### ASSIGNMENT
Check each line of the entries. Copy the ones that contain the string "await".
[INFORMATION SHOWN — start]
//! User deletion.
//!
//! Deletion happens in two phases: the user's role memberships are cleared
//! and persisted, then the user record is deleted. The phases are not atomic.
//! If the delete request fails, the cleared memberships stay cleared and the
//! user remains in the store without roles.

use super::error::UserError;
use crate::store::{IdentityStore, RoleSet, User};
use tracing::{info, warn};

/// Delete a user after clearing its role memberships
pub async fn delete_user(store: &dyn IdentityStore, user: User) -> Result<(), UserError> {
    let username = user.username.clone();
    let cleared = user.with_roles(RoleSet::empty());
    store.update_user(&cleared).await?;

    if let Err(e) = store.delete_user(&cleared).await {
        warn!(
            "Deleting user {} failed after its roles were cleared: {}",
            username, e
        );
        return Err(e.into());
    }

    info!("Deleted user {}", username);
    Ok(())
}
[INFORMATION SHOWN — finish]
### SOLUTION BELOW
    store.update_user(&cleared).await?;
    if let Err(e) = store.delete_user(&cleared).await {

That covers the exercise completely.